* DIRECTIONS FOR THIS TASK: Across the lines of the records below, how many have the string "Parses" in them? Answer with the number alone.

[EXERCISE DATA — start]

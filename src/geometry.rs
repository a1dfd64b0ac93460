//! Approaches, lane roles and the fixed layout of the intersection.

use crate::config::SimulationConfig;
use crate::util::Interval;
use cgmath::{Point2, Vector2};
#[cfg(feature = "serde")]
use serde::{Deserialize, Serialize};

/// A 2D point in screen space.
pub type Point2d = Point2<f64>;

/// A 2D vector in screen space.
pub type Vector2d = Vector2<f64>;

/// How far before the edge of the view arriving vehicles are placed, in units.
const SPAWN_MARGIN: f64 = 40.0;

/// How far past the edge of the view departing vehicles are removed, in units.
const EXIT_MARGIN: f64 = 200.0;

/// One of the four arms of the intersection.
///
/// Screen space has its y-axis pointing down, so the north arm is at the top.
#[derive(Clone, Copy, Debug, PartialEq, Eq, Hash, PartialOrd, Ord)]
#[cfg_attr(feature = "serde", derive(Serialize, Deserialize))]
pub enum Approach {
    /// Road `A`, at the top of the view.
    North,
    /// Road `B`, at the bottom of the view.
    South,
    /// Road `C`, on the right of the view.
    East,
    /// Road `D`, on the left of the view.
    West,
}

/// The right-of-way rules a lane obeys.
#[derive(Clone, Copy, Debug, PartialEq, Eq, Hash, PartialOrd, Ord)]
#[cfg_attr(feature = "serde", derive(Serialize, Deserialize))]
pub enum LaneRole {
    /// The lane vehicles leave the intersection by. Never signalled.
    Incoming,
    /// The lane that obeys the signal and is queued in arrival order.
    Controlled,
    /// The dedicated left-turn lane, which never stops for the signal.
    FreeTurn,
}

impl Approach {
    /// All approaches, in signal rotation order.
    pub const ALL: [Approach; 4] = [Self::North, Self::South, Self::East, Self::West];

    /// The index of the approach in [Self::ALL].
    pub fn index(self) -> usize {
        self as usize
    }

    /// The single-letter road label used by the arrival feed.
    pub fn label(self) -> char {
        match self {
            Self::North => 'A',
            Self::South => 'B',
            Self::East => 'C',
            Self::West => 'D',
        }
    }

    /// Parses a road label.
    pub fn from_label(label: char) -> Option<Self> {
        Self::ALL.into_iter().find(|a| a.label() == label)
    }

    /// The approach that follows this one in the signal rotation.
    pub fn next(self) -> Self {
        Self::ALL[(self.index() + 1) % Self::ALL.len()]
    }

    /// The approach a vehicle arriving on this one leaves by when going straight.
    pub fn opposite(self) -> Self {
        match self {
            Self::North => Self::South,
            Self::South => Self::North,
            Self::East => Self::West,
            Self::West => Self::East,
        }
    }

    /// The approach a vehicle arriving on this one leaves by when turning right.
    pub fn right_turn(self) -> Self {
        match self {
            Self::North => Self::West,
            Self::South => Self::East,
            Self::East => Self::North,
            Self::West => Self::South,
        }
    }

    /// The approach a vehicle arriving on this one leaves by when turning left.
    pub fn left_turn(self) -> Self {
        self.right_turn().opposite()
    }

    /// A unit vector in the direction of travel of vehicles arriving on this approach.
    pub fn heading(self) -> Vector2d {
        match self {
            Self::North => Vector2::new(0.0, 1.0),
            Self::South => Vector2::new(0.0, -1.0),
            Self::East => Vector2::new(-1.0, 0.0),
            Self::West => Vector2::new(1.0, 0.0),
        }
    }

    /// Whether the approach runs along the vertical axis of the view.
    fn is_vertical(self) -> bool {
        matches!(self, Self::North | Self::South)
    }
}

impl LaneRole {
    /// All lane roles, in lane order from the kerb.
    pub const ALL: [LaneRole; 3] = [Self::Incoming, Self::Controlled, Self::FreeTurn];

    /// The lane index used by the arrival feed.
    pub fn index(self) -> usize {
        self as usize
    }

    /// Parses a lane index.
    pub fn from_index(index: usize) -> Option<Self> {
        Self::ALL.get(index).copied()
    }

    /// Whether vehicles in this lane are travelling towards the intersection.
    pub fn is_arrival(self) -> bool {
        !matches!(self, Self::Incoming)
    }
}

/// The fixed geometry of the intersection.
///
/// Each lane has its own travel coordinate, which increases in the direction of travel.
/// Arrival lanes measure it along the approach's heading with zero at the centre of the
/// intersection, so arriving vehicles have negative coordinates. The incoming lane of an
/// approach measures it outwards from the centre.
#[derive(Clone, Debug)]
pub struct Layout {
    /// The centre of the intersection in screen space.
    centre: Point2d,
    /// Half the width and height of the view.
    half_view: Vector2d,
    /// The coordinates along any arrival lane that lie within the intersection box.
    footprint: Interval<f64>,
    /// The coordinate of the stop line on every arrival lane.
    stop_line: f64,
    /// The vehicle length.
    vehicle_length: f64,
    /// The lane width.
    lane_width: f64,
}

impl Layout {
    /// Creates the layout described by a configuration.
    pub fn new(config: &SimulationConfig) -> Self {
        let half_road = 0.5 * config.road_width;
        Self {
            centre: Point2d::new(0.5 * config.view_width, 0.5 * config.view_height),
            half_view: Vector2::new(0.5 * config.view_width, 0.5 * config.view_height),
            footprint: Interval::disc(0.0, half_road),
            stop_line: -(half_road + config.stop_line_margin),
            vehicle_length: config.vehicle_length,
            lane_width: config.lane_width,
        }
    }

    /// The centre of the intersection in screen space.
    pub fn centre(&self) -> Point2d {
        self.centre
    }

    /// The coordinate at which new vehicles enter the given lane.
    pub fn entry(&self, approach: Approach, role: LaneRole) -> f64 {
        match role {
            LaneRole::Incoming => self.footprint.max + 0.5 * self.vehicle_length,
            _ => -(self.half_extent(approach) + SPAWN_MARGIN),
        }
    }

    /// The coordinate past which vehicles on an incoming lane leave the simulation.
    pub fn exit(&self, approach: Approach) -> f64 {
        self.half_extent(approach) + EXIT_MARGIN
    }

    /// The coordinate of a stopped vehicle's centre when its front touches the stop line.
    pub fn stop_coordinate(&self) -> f64 {
        self.stop_line - 0.5 * self.vehicle_length
    }

    /// Whether a vehicle on an arrival lane with the given coordinate is inside the
    /// intersection box. The boundary counts as inside.
    pub fn in_footprint(&self, pos: f64) -> bool {
        self.footprint.contains(pos)
    }

    /// Whether a vehicle on an arrival lane with the given coordinate has reached the
    /// intersection box, whether or not it has already driven through it.
    pub fn reached_footprint(&self, pos: f64) -> bool {
        pos >= self.footprint.min
    }

    /// Maps a travel coordinate on a lane to a point in screen space.
    pub fn world_position(&self, approach: Approach, role: LaneRole, pos: f64) -> Point2d {
        let heading = approach.heading();
        let right = Vector2::new(-heading.y, heading.x);
        let lateral = right * self.lane_width * (1.0 - role.index() as f64);
        match role {
            LaneRole::Incoming => self.centre - heading * pos + lateral,
            _ => self.centre + heading * pos + lateral,
        }
    }

    /// The distance from the centre to the edge of the view along an approach.
    fn half_extent(&self, approach: Approach) -> f64 {
        if approach.is_vertical() {
            self.half_view.y
        } else {
            self.half_view.x
        }
    }
}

[EXERCISE DATA — finish]

* EXERCISE RESPONSE: 2